= Write-once (cache coherence) =

In cache coherency protocol literature, Write-Once was the first MESI protocol defined. It has the optimization of executing write-through on the first write and a write-back on all subsequent writes, reducing the overall bus traffic in consecutive writes to the computer memory. It was first described by James R. Goodman in (1983). Cache coherence protocols are an important issue in Symmetric multiprocessing systems, where each CPU maintains a cache of the memory.

== States ==
In this protocol, each block in the local cache is in one of these four states:
- Invalid: This block has an incoherent copy of the memory.
- Valid: This block has a coherent copy of the memory.
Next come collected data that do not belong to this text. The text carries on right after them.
//! Composition root: source text in, AST out
//!
//! [`Frontend`] binds the standard lexicon to the expression parser. It
//! holds no per-call state, so one instance can be shared across threads.

mod error;

pub use error::FrontendError;

use crate::config::runtime::{LexicalPreferences, RuntimeConfig, SyntaxPreferences};
use crate::grammar::ast::Expr;
use crate::grammar::lexicon;
use crate::lexical::{LexicalAnalyzer, LexicalMetrics};
use crate::logging::codes;
use crate::syntax;
use crate::tokens::TokenStream;
use crate::{log_debug, log_success};
use std::sync::OnceLock;

/// Result of a successful parse with its lexical statistics
#[derive(Debug, Clone, PartialEq)]
pub struct ParseReport {
    pub expr: Expr,
    pub metrics: LexicalMetrics,
    /// Significant tokens, EOF excluded
    pub token_count: usize,
}

#[derive(Debug, Clone)]
pub struct Frontend {
    lexer: LexicalAnalyzer,
    syntax: SyntaxPreferences,
    debug: bool,
}

impl Frontend {
    pub fn new() -> Result<Self, FrontendError> {
        Self::with_config(&RuntimeConfig::default())
    }

    pub fn with_config(config: &RuntimeConfig) -> Result<Self, FrontendError> {
        let lexer = lexicon::create_lexer(config.lexical.clone())?;
        Ok(Self {
            lexer,
            syntax: config.syntax.clone(),
            debug: false,
        })
    }

    /// Debug mode logs every token and the finished AST at debug level
    pub fn with_debug(mut self, debug: bool) -> Self {
        self.debug = debug;
        if debug {
            self.lexer.set_preferences(LexicalPreferences {
                log_tokens: true,
                ..self.lexer.preferences().clone()
            });
            self.syntax.log_ast = true;
        }
        self
    }

    pub fn is_debug(&self) -> bool {
        self.debug
    }

    pub fn max_parse_depth(&self) -> usize {
        self.syntax.effective_max_depth()
    }

    pub fn lexer(&self) -> &LexicalAnalyzer {
        &self.lexer
    }

    pub fn tokenize(&self, source: &str) -> Result<TokenStream, FrontendError> {
        Ok(self.lexer.tokenize(source)?)
    }

    pub fn parse(&self, source: &str) -> Result<Expr, FrontendError> {
        self.parse_with_report(source).map(|report| report.expr)
    }

    pub fn parse_with_report(&self, source: &str) -> Result<ParseReport, FrontendError> {
        log_debug!("Parsing source", "bytes" => source.len());

        let (tokens, metrics) = self.lexer.tokenize_with_metrics(source)?;
        let token_count = tokens.len() - 1;
        if self.debug {
            log_debug!("Token stream", "tokens" => tokens.diagnostic());
        }

        let expr = syntax::parse_tokens(tokens, &self.syntax)?;

        log_success!(codes::success::FRONTEND_PARSE_COMPLETE, "Parse completed",
            "tokens" => token_count,
            "nodes" => expr.node_count()
        );

        Ok(ParseReport {
            expr,
            metrics,
            token_count,
        })
    }
}

static SHARED_FRONTEND: OnceLock<Result<Frontend, FrontendError>> = OnceLock::new();

/// Process-wide frontend built from default configuration on first use
pub fn shared() -> Result<&'static Frontend, FrontendError> {
    SHARED_FRONTEND
        .get_or_init(Frontend::new)
        .as_ref()
        .map_err(Clone::clone)
}

/// Parse `source` with the shared frontend
pub fn parse(source: &str) -> Result<Expr, FrontendError> {
    shared()?.parse(source)
}

#[cfg(test)]
mod tests {
    use super::*;
    use crate::lexical::LexerError;
    use crate::syntax::SyntaxError;
    use crate::tokens::TokenKind;
    use assert_matches::assert_matches;

    fn frontend() -> Frontend {
        Frontend::new().unwrap()
    }

    #[test]
    fn test_parse_and_evaluate() {
        let frontend = frontend();
        assert_eq!(frontend.parse("8.0-3.0-1.0").unwrap().evaluate(), 6.0);
        assert_eq!(frontend.parse("2.0+3.0*4.0").unwrap().evaluate(), 14.0);
        assert_eq!(frontend.parse("(2.0+3.0)*4.0").unwrap().evaluate(), 20.0);
    }

    #[test]
    fn test_errors_propagate_with_kind() {
        let frontend = frontend();
        assert_matches!(
            frontend.parse("5."),
            Err(FrontendError::Lexical(LexerError::NoViableToken { offset: 1, .. }))
        );
        assert_matches!(
            frontend.parse("1.0 2.0"),
            Err(FrontendError::Syntax(SyntaxError::TrailingInput {
                found: TokenKind::Num,
                offset: 4
            }))
        );
    }

    #[test]
    fn test_parse_with_report() {
        let report = frontend().parse_with_report(" 1.5 * (2.0) ").unwrap();
        assert_eq!(report.token_count, 5);
        assert_eq!(report.metrics.significant_tokens, 5);
        assert_eq!(report.metrics.whitespace_tokens, 4);
        assert_eq!(report.expr.evaluate(), 3.0);
    }

    #[test]
    fn test_with_config_lowers_depth() {
        let mut config = RuntimeConfig::default();
        config.syntax.max_parse_depth = 4;
        let frontend = Frontend::with_config(&config).unwrap();

        assert_eq!(frontend.max_parse_depth(), 4);
        assert!(frontend.parse("1.0+2.0*3.0-4.0").is_ok());
        assert!(frontend.parse("((((1.0))))").is_ok());
        assert_matches!(
            frontend.parse("(((((1.0)))))"),
            Err(FrontendError::Syntax(SyntaxError::NestingTooDeep { max_depth: 4, .. }))
        );
    }

    #[test]
    fn test_with_debug() {
        let frontend = frontend().with_debug(true);
        assert!(frontend.is_debug());
        assert!(frontend.lexer().preferences().log_tokens);
        assert_eq!(frontend.parse("1.0").unwrap(), Expr::literal(1.0));
    }

    #[test]
    fn test_tokenize() {
        let tokens = frontend().tokenize("12.5").unwrap();
        assert_eq!(tokens.kinds(), vec![TokenKind::Num, TokenKind::Eof]);
    }

    #[test]
    fn test_shared_parse() {
        assert_eq!(parse("1.0/4.0").unwrap().evaluate(), 0.25);
        assert!(std::ptr::eq(shared().unwrap(), shared().unwrap()));
    }
}
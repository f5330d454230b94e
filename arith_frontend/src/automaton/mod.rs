//! Deterministic finite automata over character input
//!
//! Each lexical category of the language is recognised by its own small
//! [`Automaton`]. Automata are assembled state by state, validated as they
//! are built, and are immutable once handed to the lexer.

mod dfa;
mod error;

pub use dfa::{Automaton, State, StateId, Transition};
pub use error::{AutomatonError, AutomatonResult};
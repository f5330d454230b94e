//! Consolidated error codes and classification system
//!
//! Single source of truth for all error codes, their metadata, and classification functions.

use std::collections::HashMap;
use std::sync::OnceLock;

// ============================================================================
// CODE WRAPPER TYPE
// ============================================================================

/// Universal code wrapper for both error and success codes
#[derive(Debug, Clone, Copy, PartialEq, Eq, Hash)]
pub struct Code(&'static str);

impl Code {
    pub const fn new(code: &'static str) -> Self {
        Self(code)
    }

    pub fn as_str(&self) -> &'static str {
        self.0
    }
}

impl std::fmt::Display for Code {
    fn fmt(&self, f: &mut std::fmt::Formatter<'_>) -> std::fmt::Result {
        write!(f, "{}", self.0)
    }
}

// ============================================================================
// ERROR CLASSIFICATION TYPES
// ============================================================================

/// Error severity levels
#[derive(Debug, Clone, Copy, PartialEq, Eq, PartialOrd, Ord)]
pub enum Severity {
    Critical = 0,
    High = 1,
    Medium = 2,
    Low = 3,
}

impl Severity {
    pub fn as_str(&self) -> &'static str {
        match self {
            Severity::Critical => "Critical",
            Severity::High => "High",
            Severity::Medium => "Medium",
            Severity::Low => "Low",
        }
    }
}

/// Complete metadata for an error code
#[derive(Debug, Clone)]
pub struct ErrorMetadata {
    pub code: &'static str,
    pub category: &'static str,
    pub severity: Severity,
    pub recoverable: bool,
    pub requires_halt: bool,
    pub description: &'static str,
    pub recommended_action: &'static str,
}

impl ErrorMetadata {
    pub fn new(
        code: &'static str,
        category: &'static str,
        severity: Severity,
        recoverable: bool,
        requires_halt: bool,
        description: &'static str,
        recommended_action: &'static str,
    ) -> Self {
        Self {
            code,
            category,
            severity,
            recoverable,
            requires_halt,
            description,
            recommended_action,
        }
    }
}

// ============================================================================
// ERROR CODE CONSTANTS
// ============================================================================

/// System error codes
pub mod system {
    use super::Code;

    pub const INTERNAL_ERROR: Code = Code::new("ERR001");
    pub const INITIALIZATION_FAILURE: Code = Code::new("ERR002");
}

/// Automaton and lexer construction error codes
pub mod automaton {
    use super::Code;

    pub const DUPLICATE_STATE: Code = Code::new("E010");
    pub const MULTIPLE_START_STATES: Code = Code::new("E011");
    pub const UNKNOWN_STATE: Code = Code::new("E012");
    pub const NON_DETERMINISTIC_TRANSITION: Code = Code::new("E013");
    pub const MISSING_START_STATE: Code = Code::new("E014");
    pub const DUPLICATE_TOKEN_KIND: Code = Code::new("E015");
    pub const RESERVED_TOKEN_KIND: Code = Code::new("E016");
}

/// Lexical analysis error codes
pub mod lexical {
    use super::Code;

    pub const NO_VIABLE_TOKEN: Code = Code::new("E020");
    pub const TOO_MANY_TOKENS: Code = Code::new("E021");
    pub const SOURCE_TOO_LARGE: Code = Code::new("E022");
}

/// Runtime configuration error codes
pub mod configuration {
    use super::Code;

    pub const CONFIG_IO_ERROR: Code = Code::new("E030");
    pub const CONFIG_PARSE_ERROR: Code = Code::new("E031");
    pub const CONFIG_LIMIT_EXCEEDED: Code = Code::new("E032");
}

/// Syntax analysis error codes
pub mod syntax {
    use super::Code;

    pub const UNEXPECTED_TOKEN: Code = Code::new("E050");
    pub const INVALID_LITERAL: Code = Code::new("E051");
    pub const TRAILING_INPUT: Code = Code::new("E052");
    pub const NESTING_TOO_DEEP: Code = Code::new("E053");
}

// ============================================================================
// SUCCESS CODE CONSTANTS
// ============================================================================

/// Success codes
pub mod success {
    use super::Code;

    pub const SYSTEM_INITIALIZATION_COMPLETED: Code = Code::new("I004");
    pub const LEXER_CONSTRUCTED: Code = Code::new("I010");
    pub const TOKENIZATION_COMPLETE: Code = Code::new("I020");
    pub const CONFIGURATION_LOADED: Code = Code::new("I030");
    pub const AST_CONSTRUCTION_COMPLETE: Code = Code::new("I040");
    pub const FRONTEND_PARSE_COMPLETE: Code = Code::new("I060");
}

// ============================================================================
// ERROR METADATA REGISTRY
// ============================================================================

static ERROR_REGISTRY: OnceLock<HashMap<&'static str, ErrorMetadata>> = OnceLock::new();

fn get_error_registry() -> &'static HashMap<&'static str, ErrorMetadata> {
    ERROR_REGISTRY.get_or_init(|| {
        let entries = [
            // System errors
            ErrorMetadata::new(
                "ERR001",
                "System",
                Severity::Critical,
                false,
                true,
                "Critical internal system error",
                "File a bug report with the input that triggered it",
            ),
            ErrorMetadata::new(
                "ERR002",
                "System",
                Severity::Critical,
                false,
                true,
                "System initialization failure",
                "Check configuration files and environment variables",
            ),
            // Automaton construction
            ErrorMetadata::new(
                "E010",
                "Automaton",
                Severity::High,
                false,
                true,
                "State identifier registered twice in one automaton",
                "Give every state in the automaton a distinct identifier",
            ),
            ErrorMetadata::new(
                "E011",
                "Automaton",
                Severity::High,
                false,
                true,
                "Second start state added to an automaton",
                "Mark exactly one state as the start state",
            ),
            ErrorMetadata::new(
                "E012",
                "Automaton",
                Severity::High,
                false,
                true,
                "Transition references an unregistered state",
                "Register both endpoint states before adding the transition",
            ),
            ErrorMetadata::new(
                "E013",
                "Automaton",
                Severity::High,
                false,
                true,
                "Transition would make the automaton non-deterministic",
                "Keep at most one target per (state, symbol) pair",
            ),
            ErrorMetadata::new(
                "E014",
                "Automaton",
                Severity::High,
                false,
                true,
                "Automaton has no start state",
                "Add a state with is_start set before registering the automaton",
            ),
            ErrorMetadata::new(
                "E015",
                "Automaton",
                Severity::High,
                false,
                true,
                "Token kind already has an automaton",
                "Register each token kind once",
            ),
            ErrorMetadata::new(
                "E016",
                "Automaton",
                Severity::High,
                false,
                true,
                "Token kind is reserved for the end-of-input sentinel",
                "Do not register an automaton for EOF",
            ),
            // Lexical analysis
            ErrorMetadata::new(
                "E020",
                "Lexical",
                Severity::Medium,
                false,
                true,
                "No token can be matched at this position",
                "Check for stray characters or numbers missing digits after the dot",
            ),
            ErrorMetadata::new(
                "E021",
                "Lexical",
                Severity::High,
                false,
                true,
                "Input produced more tokens than the configured limit",
                "Split the expression or raise max_token_count",
            ),
            ErrorMetadata::new(
                "E022",
                "Lexical",
                Severity::High,
                false,
                true,
                "Input exceeds the maximum source size",
                "Reduce the input size or raise max_source_size",
            ),
            // Configuration loading
            ErrorMetadata::new(
                "E030",
                "Configuration",
                Severity::Medium,
                false,
                true,
                "Configuration file could not be read",
                "Check the configuration path and permissions",
            ),
            ErrorMetadata::new(
                "E031",
                "Configuration",
                Severity::Medium,
                false,
                true,
                "Configuration file is not valid TOML for this schema",
                "Fix the reported key or value in the configuration file",
            ),
            ErrorMetadata::new(
                "E032",
                "Configuration",
                Severity::Medium,
                true,
                false,
                "Runtime setting exceeds a compile-time limit",
                "Lower the setting; compile-time limits cannot be raised at runtime",
            ),
            // Syntax analysis
            ErrorMetadata::new(
                "E050",
                "Syntax",
                Severity::Medium,
                false,
                true,
                "Token does not fit the expression grammar here",
                "Check operator placement and parenthesis balance",
            ),
            ErrorMetadata::new(
                "E051",
                "Syntax",
                Severity::High,
                false,
                true,
                "Numeric literal could not be converted to a number",
                "Write the literal as digits with a fractional part, such as 5.0",
            ),
            ErrorMetadata::new(
                "E052",
                "Syntax",
                Severity::Medium,
                false,
                true,
                "Extra tokens after a complete expression",
                "Remove the trailing tokens or join them with an operator",
            ),
            ErrorMetadata::new(
                "E053",
                "Syntax",
                Severity::High,
                false,
                true,
                "Expression nesting exceeds the parser depth limit",
                "Reduce parenthesis nesting",
            ),
            // Success codes
            ErrorMetadata::new(
                "I004",
                "System",
                Severity::Low,
                true,
                false,
                "System initialization completed",
                "Continue processing",
            ),
            ErrorMetadata::new(
                "I010",
                "Automaton",
                Severity::Low,
                true,
                false,
                "Lexer constructed from token automata",
                "Continue processing",
            ),
            ErrorMetadata::new(
                "I020",
                "Lexical",
                Severity::Low,
                true,
                false,
                "Tokenization completed successfully",
                "Continue to syntax analysis",
            ),
            ErrorMetadata::new(
                "I030",
                "Configuration",
                Severity::Low,
                true,
                false,
                "Runtime configuration loaded",
                "Continue processing",
            ),
            ErrorMetadata::new(
                "I040",
                "Syntax",
                Severity::Low,
                true,
                false,
                "AST construction completed successfully",
                "Hand the AST to its consumer",
            ),
            ErrorMetadata::new(
                "I060",
                "Frontend",
                Severity::Low,
                true,
                false,
                "Source parsed to an expression tree",
                "Hand the AST to its consumer",
            ),
        ];

        entries
            .into_iter()
            .map(|metadata| (metadata.code, metadata))
            .collect()
    })
}

// ============================================================================
// CLASSIFICATION FUNCTIONS
// ============================================================================

/// Get error metadata for a specific error code
pub fn get_error_metadata(code: &str) -> Option<&'static ErrorMetadata> {
    get_error_registry().get(code)
}

/// Get error severity from error code
pub fn get_severity(code: &str) -> Severity {
    get_error_registry()
        .get(code)
        .map(|metadata| metadata.severity)
        .unwrap_or(Severity::Medium)
}

/// Check if error is recoverable
pub fn is_recoverable(code: &str) -> bool {
    get_error_registry()
        .get(code)
        .map(|metadata| metadata.recoverable)
        .unwrap_or(true)
}

/// Check if error requires immediate halt
pub fn requires_halt(code: &str) -> bool {
    get_error_registry()
        .get(code)
        .map(|metadata| metadata.requires_halt)
        .unwrap_or(false)
}

/// Get human-readable description for error code
pub fn get_description(code: &str) -> &'static str {
    get_error_registry()
        .get(code)
        .map(|metadata| metadata.description)
        .unwrap_or("Unknown error")
}

/// Get recommended action for error code
pub fn get_action(code: &str) -> &'static str {
    get_error_registry()
        .get(code)
        .map(|metadata| metadata.recommended_action)
        .unwrap_or("No specific action available")
}

/// Get error category from error code
pub fn get_category(code: &str) -> &'static str {
    get_error_registry()
        .get(code)
        .map(|metadata| metadata.category)
        .unwrap_or("Unknown")
}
The data may be possibly shared, but its content is not modified.
- Reserved: The block is the only copy of the memory, but it is still coherent. No write-back is needed if the block is replaced.
- Dirty: The block is the only copy of the memory and it is incoherent. This copy was written one or more times. This is the only state that generates a write-back when the block is replaced in the cache.
These states have exactly the same meanings as the four states of the MESI protocol (they are simply listed in reverse order), but this is a simplified form of it that avoids the Read for Ownership operation. Instead, all invalidation is done by writes to main memory.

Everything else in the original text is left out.